╭──
//! One-stop entry point: builds the transition system described by a
//! [`Config`] and runs searches or games over products with automata.

use log::info;

use crate::action::GroundedTask;
use crate::automaton::Automaton;
use crate::cancel::CancelToken;
use crate::config::{Algorithm, Config, Construction};
use crate::context::Context;
use crate::cost::{CostAdjuster, WeightTable};
use crate::domain::Domain;
use crate::error::Result;
use crate::game::{Game, GameOutcome};
use crate::product::Product;
use crate::search::{astar, bfs, dijkstra, SearchOutcome};
use crate::stats::Diagnostics;
use crate::transition::{Builder, TransitionSystem};

pub struct Planner {
    config: Config,
    ts: TransitionSystem,
    cancel: CancelToken,
}

/// Collects everything needed to build a [`Planner`].
pub struct PlannerBuilder<'a> {
    config: Config,
    task: &'a GroundedTask,
    domain: &'a dyn Domain,
    weights: Option<(&'a WeightTable, &'a dyn CostAdjuster)>,
    cancel: CancelToken,
    game: bool,
}

impl<'a> PlannerBuilder<'a> {
    /// Action weights for Dijkstra and A*. Without them every action weighs 1.
    pub fn weights(mut self, table: &'a WeightTable, adjuster: &'a dyn CostAdjuster) -> Self {
        self.weights = Some((table, adjuster));
        self
    }

    pub fn cancel(mut self, token: CancelToken) -> Self {
        self.cancel = token;
        self
    }

    /// Build the two-player game relation, always by incremental discovery.
    pub fn game(mut self, enabled: bool) -> Self {
        self.game = enabled;
        self
    }

    pub fn build(self) -> Result<Planner> {
        let bounded;
        let (task, capacity) = match self.config.max_interventions {
            Some(budget) if self.game => {
                info!("environment limited to {} intervention(s)", budget);
                bounded = self.task.with_intervention_budget(budget)?;
                (&bounded, self.config.capacity.saturating_mul(budget.saturating_add(1)))
            }
            _ => (self.task, self.config.capacity),
        };
        let (ctx, problem) = Context::from_task(task, self.config.storage_bits)?;
        let mut builder = Builder::new(ctx, self.domain, problem)
            .with_cancel(self.cancel.clone())
            .collect_garbage(self.config.collect_garbage);
        if let Some((table, adjuster)) = self.weights {
            builder = builder.with_weights(table, adjuster)?;
        }

        let ts = match (self.game, self.config.construction) {
            (true, _) => builder.build_game(capacity)?,
            (false, Construction::Direct) => builder.build_direct()?,
            (false, Construction::Incremental) => builder.build_incremental(capacity)?,
        };
        Ok(Planner {
            config: self.config,
            ts,
            cancel: self.cancel,
        })
    }
}

impl Planner {
    pub fn builder<'a>(config: Config, task: &'a GroundedTask, domain: &'a dyn Domain) -> PlannerBuilder<'a> {
        PlannerBuilder {
            config,
            task,
            domain,
            weights: None,
            cancel: CancelToken::new(),
            game: false,
        }
    }

    pub fn config(&self) -> &Config {
        &self.config
    }

    pub fn ts(&self) -> &TransitionSystem {
        &self.ts
    }

    pub fn diagnostics(&self) -> &Diagnostics {
        self.ts.diagnostics()
    }

    /// A token that stops the running search or game when cancelled.
    pub fn cancel_token(&self) -> CancelToken {
        self.cancel.clone()
    }

    pub fn product(&self, automata: impl IntoIterator<Item = Automaton>) -> Result<Product<'_>> {
        Product::new(&self.ts, automata, self.config.semantics)
    }

    /// Searches for a plan satisfying every automaton, with the configured algorithm.
    pub fn plan(&self, automata: impl IntoIterator<Item = Automaton>) -> Result<SearchOutcome> {
        let product = self.product(automata)?;
        info!(
            "planning with {} over {} automaton(s), {:?} semantics",
            self.config.algorithm,
            product.automata().len(),
            self.config.semantics
        );
        match self.config.algorithm {
            Algorithm::Bfs => bfs::search(&product, &self.cancel),
            Algorithm::Dijkstra => dijkstra::search(&product, &self.cancel),
            Algorithm::AStar => astar::search(&product, &self.cancel),
        }
    }

    /// Solves the reachability game; the planner must have been built with
    /// [`PlannerBuilder::game`].
    pub fn synthesize(&self, automata: impl IntoIterator<Item = Automaton>) -> Result<GameOutcome> {
        let product = self.product(automata)?;
        Game::new(&product)?.solve(&self.cancel)
    }
}

#[cfg(test)]
mod tests {
    use test_log::test;

    use super::*;
    use crate::config::Semantics;
    use crate::cost::Unadjusted;
    use crate::domain::FactDomain;
    use crate::error::ErrorKind;
    use crate::predicate::PredicateTable;
    use crate::error::Error;
    use crate::worlds::{GridWorld, TableTop};

    fn corner_to_corner(algorithm: Algorithm, construction: Construction) -> SearchOutcome {
        let grid = GridWorld::new(3, 3);
        let task = grid.task();
        let domain = FactDomain::new(&PredicateTable::new(&task.facts).unwrap());
        let config = Config {
            storage_bits: 14,
            algorithm,
            construction,
            ..Default::default()
        };
        let weights = GridWorld::weights();
        let planner = Planner::builder(config, &task, &domain)
            .weights(&weights, &Unadjusted)
            .build()
            .unwrap();
        planner
            .plan([Automaton::eventually("corner", grid.at(2, 2))])
            .unwrap()
    }

    #[test]
    fn test_algorithms_agree_on_grid() {
        // Two steps right (2 each) and two down (4 each).
        for construction in [Construction::Direct, Construction::Incremental] {
            let bfs = corner_to_corner(Algorithm::Bfs, construction);
            assert_eq!(bfs.plan().map(|p| p.len()), Some(4));
            let dijkstra = corner_to_corner(Algorithm::Dijkstra, construction);
            assert_eq!(dijkstra.plan().map(|p| p.cost), Some(12));
            let astar = corner_to_corner(Algorithm::AStar, construction);
            assert_eq!(astar.plan().map(|p| p.cost), Some(12));
        }
    }

    #[test]
    fn test_prioritized_semantics() {
        let grid = GridWorld::new(1, 3);
        let task = grid.task();
        let domain = FactDomain::new(&PredicateTable::new(&task.facts).unwrap());
        let config = Config {
            storage_bits: 12,
            semantics: Semantics::Prioritized,
            ..Default::default()
        };
        let planner = Planner::builder(config, &task, &domain).build().unwrap();
        // Right end first, then back to the middle.
        let outcome = planner
            .plan([
                Automaton::eventually("right", grid.at(0, 2)),
                Automaton::eventually("middle", grid.at(0, 1)),
            ])
            .unwrap();
        assert_eq!(outcome.plan().map(|p| p.len()), Some(3));
    }

    #[test]
    fn test_synthesize_requires_game() {
        let grid = GridWorld::new(1, 2);
        let task = grid.task();
        let domain = FactDomain::new(&PredicateTable::new(&task.facts).unwrap());
        let planner = Planner::builder(Config::default(), &task, &domain).build().unwrap();
        let err = planner
            .synthesize([Automaton::eventually("f", grid.at(0, 1))])
            .unwrap_err();
        assert_eq!(err.kind(), ErrorKind::Configuration);
    }

    #[test]
    fn test_cancelled_before_build() {
        let grid = GridWorld::new(2, 2);
        let task = grid.task();
        let domain = FactDomain::new(&PredicateTable::new(&task.facts).unwrap());
        let token = CancelToken::new();
        token.cancel();
        let result = Planner::builder(Config::default(), &task, &domain).cancel(token).build();
        assert_eq!(result.err().map(|e| e.kind()), Some(ErrorKind::Cancelled));
    }

    #[test]
    fn test_storage_bits_out_of_range() {
        let grid = GridWorld::new(1, 2);
        let task = grid.task();
        let domain = FactDomain::new(&PredicateTable::new(&task.facts).unwrap());
        let config = Config {
            storage_bits: 32,
            ..Default::default()
        };
        let err = Planner::builder(config, &task, &domain).build().err().unwrap();
        assert!(matches!(err, Error::StorageBits { bits: 32, .. }));
        assert_eq!(err.kind(), ErrorKind::Configuration);
    }

    #[test]
    fn test_capacity_beyond_codes() {
        let world = TableTop::new(7, 12);
        assert!(world.capacity() > u32::MAX as usize);
        let task = world.task();
        let domain = world.domain();
        let config = Config {
            storage_bits: 16,
            construction: Construction::Incremental,
            capacity: world.capacity(),
            ..Default::default()
        };
        let err = Planner::builder(config, &task, &domain).build().err().unwrap();
        assert!(matches!(err, Error::EncodingOverflow { .. }));
        assert_eq!(err.kind(), ErrorKind::Configuration);
    }
}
╰──
The task: An exact copy of the lines above, from the one containing "weights: Option<(&'a WeightTable, &'a" through the one containing "let bounded;", is the whole of the answer.

Written response:
    weights: Option<(&'a WeightTable, &'a dyn CostAdjuster)>,
    cancel: CancelToken,
    game: bool,
}

impl<'a> PlannerBuilder<'a> {
    /// Action weights for Dijkstra and A*. Without them every action weighs 1.
    pub fn weights(mut self, table: &'a WeightTable, adjuster: &'a dyn CostAdjuster) -> Self {
        self.weights = Some((table, adjuster));
        self
    }

    pub fn cancel(mut self, token: CancelToken) -> Self {
        self.cancel = token;
        self
    }

    /// Build the two-player game relation, always by incremental discovery.
    pub fn game(mut self, enabled: bool) -> Self {
        self.game = enabled;
        self
    }

    pub fn build(self) -> Result<Planner> {
        let bounded;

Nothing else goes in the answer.